What to produce:
Check each line of the data below for the string "info", then report how many lines have it and nothing else.

Material shown:

::::::

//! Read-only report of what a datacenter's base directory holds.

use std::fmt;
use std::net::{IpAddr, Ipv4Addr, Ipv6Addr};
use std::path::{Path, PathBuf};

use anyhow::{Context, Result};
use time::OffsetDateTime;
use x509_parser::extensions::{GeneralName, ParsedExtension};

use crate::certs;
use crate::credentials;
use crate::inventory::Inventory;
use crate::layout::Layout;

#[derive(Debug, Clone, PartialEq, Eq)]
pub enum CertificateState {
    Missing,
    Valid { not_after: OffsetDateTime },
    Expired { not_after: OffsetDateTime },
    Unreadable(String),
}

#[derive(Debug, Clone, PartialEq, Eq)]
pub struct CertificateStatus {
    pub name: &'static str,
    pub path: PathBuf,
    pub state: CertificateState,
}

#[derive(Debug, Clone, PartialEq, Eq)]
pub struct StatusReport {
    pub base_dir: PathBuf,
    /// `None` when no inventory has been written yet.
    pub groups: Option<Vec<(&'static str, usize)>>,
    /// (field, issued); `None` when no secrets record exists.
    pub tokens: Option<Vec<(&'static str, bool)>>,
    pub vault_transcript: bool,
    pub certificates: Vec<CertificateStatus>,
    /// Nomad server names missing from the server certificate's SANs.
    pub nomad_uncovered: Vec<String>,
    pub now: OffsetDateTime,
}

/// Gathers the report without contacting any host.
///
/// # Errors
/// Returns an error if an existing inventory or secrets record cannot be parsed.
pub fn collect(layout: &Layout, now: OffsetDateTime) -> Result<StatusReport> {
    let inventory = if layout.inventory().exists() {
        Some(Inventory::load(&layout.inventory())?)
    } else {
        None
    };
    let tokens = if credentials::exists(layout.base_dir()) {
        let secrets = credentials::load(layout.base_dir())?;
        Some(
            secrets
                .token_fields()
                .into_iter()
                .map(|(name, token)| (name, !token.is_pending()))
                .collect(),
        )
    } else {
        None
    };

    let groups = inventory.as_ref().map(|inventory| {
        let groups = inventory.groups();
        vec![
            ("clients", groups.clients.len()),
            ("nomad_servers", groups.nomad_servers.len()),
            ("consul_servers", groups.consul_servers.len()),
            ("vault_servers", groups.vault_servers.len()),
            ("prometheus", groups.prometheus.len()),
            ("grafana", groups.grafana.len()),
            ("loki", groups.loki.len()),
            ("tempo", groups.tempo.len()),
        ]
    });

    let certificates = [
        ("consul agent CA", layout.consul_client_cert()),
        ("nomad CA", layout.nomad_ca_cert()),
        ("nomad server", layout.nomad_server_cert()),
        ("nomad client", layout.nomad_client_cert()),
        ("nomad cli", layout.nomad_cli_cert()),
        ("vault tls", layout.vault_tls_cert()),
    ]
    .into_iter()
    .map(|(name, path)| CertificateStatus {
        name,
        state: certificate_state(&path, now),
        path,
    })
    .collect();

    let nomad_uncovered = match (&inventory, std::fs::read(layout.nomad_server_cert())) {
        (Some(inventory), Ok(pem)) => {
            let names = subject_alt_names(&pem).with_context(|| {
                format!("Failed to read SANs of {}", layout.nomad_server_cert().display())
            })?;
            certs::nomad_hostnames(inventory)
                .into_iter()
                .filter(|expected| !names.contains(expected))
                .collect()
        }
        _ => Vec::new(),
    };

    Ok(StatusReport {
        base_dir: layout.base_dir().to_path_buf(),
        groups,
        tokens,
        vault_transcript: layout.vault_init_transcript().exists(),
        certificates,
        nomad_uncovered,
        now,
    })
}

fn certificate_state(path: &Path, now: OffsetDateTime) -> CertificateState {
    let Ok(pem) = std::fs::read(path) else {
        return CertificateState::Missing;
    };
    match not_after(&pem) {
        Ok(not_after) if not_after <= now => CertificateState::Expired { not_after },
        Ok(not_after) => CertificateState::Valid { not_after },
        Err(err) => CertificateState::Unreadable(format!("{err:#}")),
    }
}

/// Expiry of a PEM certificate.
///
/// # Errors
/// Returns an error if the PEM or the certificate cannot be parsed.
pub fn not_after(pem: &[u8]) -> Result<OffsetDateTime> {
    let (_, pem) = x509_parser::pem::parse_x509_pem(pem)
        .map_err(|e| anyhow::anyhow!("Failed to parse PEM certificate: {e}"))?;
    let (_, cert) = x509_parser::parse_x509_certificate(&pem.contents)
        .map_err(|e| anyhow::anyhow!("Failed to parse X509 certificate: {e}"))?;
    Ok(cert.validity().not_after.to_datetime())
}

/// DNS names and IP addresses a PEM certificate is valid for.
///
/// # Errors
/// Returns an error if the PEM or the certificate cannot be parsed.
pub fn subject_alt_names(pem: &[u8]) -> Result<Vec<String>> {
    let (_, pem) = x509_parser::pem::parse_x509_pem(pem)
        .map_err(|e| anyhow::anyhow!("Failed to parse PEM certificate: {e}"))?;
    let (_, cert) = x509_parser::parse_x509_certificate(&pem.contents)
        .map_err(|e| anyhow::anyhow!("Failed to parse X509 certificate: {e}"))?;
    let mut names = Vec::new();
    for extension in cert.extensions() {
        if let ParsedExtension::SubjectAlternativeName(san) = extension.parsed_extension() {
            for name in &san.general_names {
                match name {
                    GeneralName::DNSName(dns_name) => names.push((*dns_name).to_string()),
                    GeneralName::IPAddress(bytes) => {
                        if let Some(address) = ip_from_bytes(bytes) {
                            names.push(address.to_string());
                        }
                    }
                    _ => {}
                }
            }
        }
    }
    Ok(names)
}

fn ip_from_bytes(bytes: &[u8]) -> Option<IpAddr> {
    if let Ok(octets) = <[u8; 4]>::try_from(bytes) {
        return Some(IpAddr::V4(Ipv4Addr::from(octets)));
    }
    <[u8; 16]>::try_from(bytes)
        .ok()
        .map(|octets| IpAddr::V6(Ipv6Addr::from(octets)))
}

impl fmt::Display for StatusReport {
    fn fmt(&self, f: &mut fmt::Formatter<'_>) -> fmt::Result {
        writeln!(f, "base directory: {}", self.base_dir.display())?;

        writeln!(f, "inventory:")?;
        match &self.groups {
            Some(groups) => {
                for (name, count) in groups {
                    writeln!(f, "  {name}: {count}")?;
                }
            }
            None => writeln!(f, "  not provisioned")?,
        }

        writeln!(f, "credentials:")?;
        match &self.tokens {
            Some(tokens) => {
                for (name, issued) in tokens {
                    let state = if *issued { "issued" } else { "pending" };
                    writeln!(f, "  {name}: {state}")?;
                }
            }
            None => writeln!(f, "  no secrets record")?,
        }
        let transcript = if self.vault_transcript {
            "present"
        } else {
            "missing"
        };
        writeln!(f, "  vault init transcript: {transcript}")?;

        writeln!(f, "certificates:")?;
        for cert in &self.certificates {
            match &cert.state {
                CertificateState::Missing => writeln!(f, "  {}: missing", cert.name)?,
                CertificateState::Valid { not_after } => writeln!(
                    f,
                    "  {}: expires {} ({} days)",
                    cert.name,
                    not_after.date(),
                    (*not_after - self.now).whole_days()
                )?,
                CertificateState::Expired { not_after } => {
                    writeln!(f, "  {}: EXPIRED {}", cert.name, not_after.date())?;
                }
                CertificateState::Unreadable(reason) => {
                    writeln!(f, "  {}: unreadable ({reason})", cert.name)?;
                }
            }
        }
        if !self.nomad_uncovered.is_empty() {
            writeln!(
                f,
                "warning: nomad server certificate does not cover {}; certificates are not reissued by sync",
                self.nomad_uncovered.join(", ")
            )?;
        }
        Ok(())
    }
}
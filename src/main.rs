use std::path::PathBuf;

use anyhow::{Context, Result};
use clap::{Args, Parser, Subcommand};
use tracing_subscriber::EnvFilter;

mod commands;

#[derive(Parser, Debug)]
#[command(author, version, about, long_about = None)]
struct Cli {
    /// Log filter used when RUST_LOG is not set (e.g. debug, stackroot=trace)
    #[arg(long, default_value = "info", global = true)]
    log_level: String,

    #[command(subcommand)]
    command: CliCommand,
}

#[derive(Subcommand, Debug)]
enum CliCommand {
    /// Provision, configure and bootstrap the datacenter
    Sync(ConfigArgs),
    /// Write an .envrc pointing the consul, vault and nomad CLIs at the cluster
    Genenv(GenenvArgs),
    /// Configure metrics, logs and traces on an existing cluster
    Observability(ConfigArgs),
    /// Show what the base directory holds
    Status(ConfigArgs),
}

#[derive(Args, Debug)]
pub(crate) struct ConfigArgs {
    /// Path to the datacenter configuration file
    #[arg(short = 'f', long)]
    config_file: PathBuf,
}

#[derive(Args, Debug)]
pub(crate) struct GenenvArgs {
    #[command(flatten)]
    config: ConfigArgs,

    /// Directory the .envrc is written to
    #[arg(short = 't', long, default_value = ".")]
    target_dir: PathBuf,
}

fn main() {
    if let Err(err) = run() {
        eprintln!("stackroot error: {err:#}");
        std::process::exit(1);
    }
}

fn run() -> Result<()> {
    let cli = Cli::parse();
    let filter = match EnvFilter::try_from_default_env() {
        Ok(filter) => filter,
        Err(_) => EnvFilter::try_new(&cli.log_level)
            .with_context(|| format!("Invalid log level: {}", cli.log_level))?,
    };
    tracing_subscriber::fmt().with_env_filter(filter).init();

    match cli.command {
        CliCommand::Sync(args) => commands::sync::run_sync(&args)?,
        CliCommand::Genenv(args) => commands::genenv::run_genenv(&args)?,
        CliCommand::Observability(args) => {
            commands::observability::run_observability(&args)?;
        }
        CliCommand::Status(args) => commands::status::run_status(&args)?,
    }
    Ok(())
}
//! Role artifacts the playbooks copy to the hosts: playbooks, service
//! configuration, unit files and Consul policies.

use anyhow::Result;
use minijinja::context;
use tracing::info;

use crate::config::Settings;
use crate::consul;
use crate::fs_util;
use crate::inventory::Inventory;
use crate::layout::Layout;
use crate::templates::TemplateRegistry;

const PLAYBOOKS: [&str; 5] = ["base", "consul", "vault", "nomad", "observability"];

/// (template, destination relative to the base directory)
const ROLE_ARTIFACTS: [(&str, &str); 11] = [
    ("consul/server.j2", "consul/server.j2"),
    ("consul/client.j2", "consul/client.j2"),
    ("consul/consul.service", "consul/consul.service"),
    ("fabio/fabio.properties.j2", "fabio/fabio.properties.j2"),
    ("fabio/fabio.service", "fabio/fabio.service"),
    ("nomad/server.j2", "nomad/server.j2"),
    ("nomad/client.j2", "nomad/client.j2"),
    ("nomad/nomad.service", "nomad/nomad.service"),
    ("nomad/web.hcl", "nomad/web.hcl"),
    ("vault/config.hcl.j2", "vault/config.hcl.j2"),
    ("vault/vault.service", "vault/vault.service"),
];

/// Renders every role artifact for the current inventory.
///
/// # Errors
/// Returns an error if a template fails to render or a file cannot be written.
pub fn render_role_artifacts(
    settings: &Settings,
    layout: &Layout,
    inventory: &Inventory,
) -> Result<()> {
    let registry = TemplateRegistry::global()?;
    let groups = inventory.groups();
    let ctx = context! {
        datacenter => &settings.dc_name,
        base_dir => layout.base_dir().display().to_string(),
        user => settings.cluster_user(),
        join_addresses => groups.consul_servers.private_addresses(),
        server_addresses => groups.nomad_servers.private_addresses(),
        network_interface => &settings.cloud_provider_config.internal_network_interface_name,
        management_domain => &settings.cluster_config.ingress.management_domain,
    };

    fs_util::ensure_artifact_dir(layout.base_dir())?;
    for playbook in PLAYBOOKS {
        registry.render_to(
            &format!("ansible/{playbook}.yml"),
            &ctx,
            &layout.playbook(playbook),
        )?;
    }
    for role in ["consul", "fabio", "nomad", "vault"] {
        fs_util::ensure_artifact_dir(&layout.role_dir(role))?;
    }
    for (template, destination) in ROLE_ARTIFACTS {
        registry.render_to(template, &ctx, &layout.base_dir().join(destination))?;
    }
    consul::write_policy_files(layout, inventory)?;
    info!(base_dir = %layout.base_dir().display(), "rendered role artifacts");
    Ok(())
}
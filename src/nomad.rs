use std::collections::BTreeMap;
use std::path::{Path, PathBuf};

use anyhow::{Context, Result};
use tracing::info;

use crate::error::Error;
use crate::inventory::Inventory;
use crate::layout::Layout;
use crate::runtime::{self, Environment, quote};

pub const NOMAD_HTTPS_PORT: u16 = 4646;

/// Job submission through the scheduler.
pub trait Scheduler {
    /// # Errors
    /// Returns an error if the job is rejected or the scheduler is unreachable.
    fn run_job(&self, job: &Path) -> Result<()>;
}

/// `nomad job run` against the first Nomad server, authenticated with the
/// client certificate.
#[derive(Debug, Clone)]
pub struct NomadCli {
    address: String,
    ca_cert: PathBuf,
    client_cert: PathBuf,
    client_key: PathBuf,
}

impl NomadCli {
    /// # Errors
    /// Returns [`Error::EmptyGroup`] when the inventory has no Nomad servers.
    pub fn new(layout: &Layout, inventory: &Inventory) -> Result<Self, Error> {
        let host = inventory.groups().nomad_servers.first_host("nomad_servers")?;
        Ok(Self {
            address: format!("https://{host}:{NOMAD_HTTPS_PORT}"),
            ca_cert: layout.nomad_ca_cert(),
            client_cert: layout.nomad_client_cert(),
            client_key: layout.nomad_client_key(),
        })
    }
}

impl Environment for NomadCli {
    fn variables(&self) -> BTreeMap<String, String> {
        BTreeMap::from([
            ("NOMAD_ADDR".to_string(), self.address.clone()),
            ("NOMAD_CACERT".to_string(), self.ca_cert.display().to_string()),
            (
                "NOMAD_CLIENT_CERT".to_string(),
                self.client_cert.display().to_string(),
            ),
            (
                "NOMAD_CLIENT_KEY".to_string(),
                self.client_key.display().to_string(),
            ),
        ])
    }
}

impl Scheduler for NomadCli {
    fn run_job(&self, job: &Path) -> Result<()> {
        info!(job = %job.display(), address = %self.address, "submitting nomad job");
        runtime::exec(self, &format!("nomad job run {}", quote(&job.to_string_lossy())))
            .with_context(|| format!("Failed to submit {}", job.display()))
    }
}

::::::

Output:
5